Отчаявшийся разобраться хоть в чем-либо Марк не ответил.

– Ты немногое имеешь, – сказал тогда ему паломник, – но не отрекся от имени моего и сохранил слово терпения. Поэтому охраню тебя от годины искушения, которая придет на всю вселенную, чтобы испытать живущих на земле.

– От какой годины искушения?

– Придет день Господень, как тать ночью, – не слушая вопроса, продолжал пожилой хиппи, – и тогда небеса с шумом прейдут. Но не хочу оставить тебя, брат, дабы ты не скорбел, как прочие, не имеющие надежды. Сие говорю тебе словом Господним, что восхищены будем на облаках во сретение на воздухе. Утешим же друг друга этими словами. Так говорит Аминь, свидетель верный и истинный, начало создания Божия.

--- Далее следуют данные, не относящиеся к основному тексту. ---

//! Test declaration nodes shared by both block parsers
//!
//! Whichever front end produced them (raw text or a token stream), parsers
//! hand back the same `TestNode` shape so the tree generator does not care
//! about provenance.

use crate::position::{Position, Range};
use crate::tokens::Token;
use serde::{Deserialize, Serialize};

/// Recognized BDD declaration keywords, skip prefix stripped
#[derive(Debug, Clone, Copy, PartialEq, Eq, Hash, Serialize, Deserialize)]
#[serde(rename_all = "lowercase")]
pub enum BlockKind {
    Describe,
    It,
    Given,
    When,
    Then,
    Feature,
    Scenario,
    Story,
}

/// Whether a declaration groups other declarations or is a leaf test case
#[derive(Debug, Clone, Copy, PartialEq, Eq, Hash, Serialize, Deserialize)]
#[serde(rename_all = "lowercase")]
pub enum Role {
    Suite,
    Spec,
}

impl BlockKind {
    pub const ALL: [BlockKind; 8] = [
        BlockKind::Describe,
        BlockKind::It,
        BlockKind::Given,
        BlockKind::When,
        BlockKind::Then,
        BlockKind::Feature,
        BlockKind::Scenario,
        BlockKind::Story,
    ];

    /// Classify a keyword, returning the kind and whether it was `x`-prefixed.
    ///
    /// Matching is case-sensitive, like the declarations themselves.
    pub fn from_keyword(keyword: &str) -> Option<(BlockKind, bool)> {
        let (name, skipped) = match keyword.strip_prefix('x') {
            Some(rest) => (rest, true),
            None => (keyword, false),
        };
        let kind = match name {
            "describe" => BlockKind::Describe,
            "it" => BlockKind::It,
            "given" => BlockKind::Given,
            "when" => BlockKind::When,
            "then" => BlockKind::Then,
            "feature" => BlockKind::Feature,
            "scenario" => BlockKind::Scenario,
            "story" => BlockKind::Story,
            _ => return None,
        };
        Some((kind, skipped))
    }

    pub fn as_str(&self) -> &'static str {
        match self {
            BlockKind::Describe => "describe",
            BlockKind::It => "it",
            BlockKind::Given => "given",
            BlockKind::When => "when",
            BlockKind::Then => "then",
            BlockKind::Feature => "feature",
            BlockKind::Scenario => "scenario",
            BlockKind::Story => "story",
        }
    }

    pub fn role(&self) -> Role {
        match self {
            BlockKind::It | BlockKind::Then => Role::Spec,
            BlockKind::Describe
            | BlockKind::Given
            | BlockKind::When
            | BlockKind::Feature
            | BlockKind::Scenario
            | BlockKind::Story => Role::Suite,
        }
    }
}

impl std::fmt::Display for BlockKind {
    fn fmt(&self, f: &mut std::fmt::Formatter<'_>) -> std::fmt::Result {
        f.write_str(self.as_str())
    }
}

/// A discovered test declaration with its source span and nested children.
///
/// `end` and `end_offset` are `None` only when the token parser never saw the
/// block close before the stream ended.
#[derive(Debug, Clone, PartialEq, Serialize, Deserialize)]
pub struct TestNode {
    pub kind: BlockKind,
    pub title: String,
    /// Set when this node or any ancestor was `x`-prefixed
    pub skipped: bool,
    pub start_offset: usize,
    pub end_offset: Option<usize>,
    pub start: Position,
    pub end: Option<Position>,
    pub children: Vec<TestNode>,
}

impl TestNode {
    pub fn new(kind: BlockKind, title: impl Into<String>, skipped: bool, start_offset: usize, start: Position) -> Self {
        TestNode {
            kind,
            title: title.into(),
            skipped,
            start_offset,
            end_offset: None,
            start,
            end: None,
            children: Vec::new(),
        }
    }

    /// The node's range; an unterminated node collapses to its start.
    pub fn range(&self) -> Range {
        Range::new(self.start, self.end.unwrap_or(self.start))
    }

    pub fn is_open(&self) -> bool {
        self.end_offset.is_none()
    }

    /// Number of nodes in this subtree, including `self`.
    pub fn count(&self) -> usize {
        1 + self.children.iter().map(TestNode::count).sum::<usize>()
    }
}

/// The front-end representation a file is available in.
///
/// Both strategies produce the same node shape; callers pick whichever
/// input they have.
#[derive(Debug, Clone, Copy)]
pub enum SourceInput<'a> {
    Text(&'a str),
    Tokens(&'a [Token]),
}

impl<'a> SourceInput<'a> {
    pub fn parse(&self) -> Vec<TestNode> {
        match self {
            SourceInput::Text(text) => crate::text_parser::parse_blocks(text),
            SourceInput::Tokens(tokens) => crate::token_parser::parse_tokens(tokens),
        }
    }
}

С этими словами паломник протянул руку, словно хотел погладить Марка по плечу, но его ладонь прошла сквозь плечо, окутавшись облачком белого тумана.

– Спасибо, конечно, – ответил Марк, – но я все равно ничего не понимаю.

– Эх, возлюбленный, – вздохнул его странный собеседник, – знаю твои дела; ты не холоден, не горяч; о, если бы ты был холоден или горяч! Но ты тепл. Так смотри же за собою, чтобы сердце твое не отягчалось объядением и пьянством и заботами житейскими, и чтобы день восхищения не постиг тебя внезапно, ибо он, как сеть, найдет на всех живущих по лицу земному. Как и встарь, когда пришел Господин и рассек надвое каменных нечестивцев.

– Это тех, которые превратились в горы вокруг старого Монпелье? – спросил Марк. – А что, если один из них выжил и до сих пор бродит по свету?

Паломник не ответил, но по его глазам Марк понял, что так и есть.

– Значит, человек-зверь живет на свете уже много тысяч лет? Наверно, он бессмертен? Или что, он меняет тела? Сбрасывает их по мере обветшания, как старые листья? Находит себе жертву и забирает ее тело, а душу ее хоронит вместе со своим прежним телом?

Но босоногий по-прежнему не отвечал ни на один из вопросов. Сказал только:

– Что до многих тысяч лет, так одно то не должно быть скрыто от тебя, возлюбленный, что у Господа один день, как тысяча лет, и тысяча лет, как один день. А все остальное – пустое. Тлен, суета. Смотри лучше сюда. Смотри, говорю тебе истинно, – и он опять ткнул пальцем в ряды ракушек, раскрытых кверху и книзу. – Видишь раковины? Те, что глядят наверх, – это девы разумные, которые обратились к небу. А те, что глядят вниз, – девы неразумные.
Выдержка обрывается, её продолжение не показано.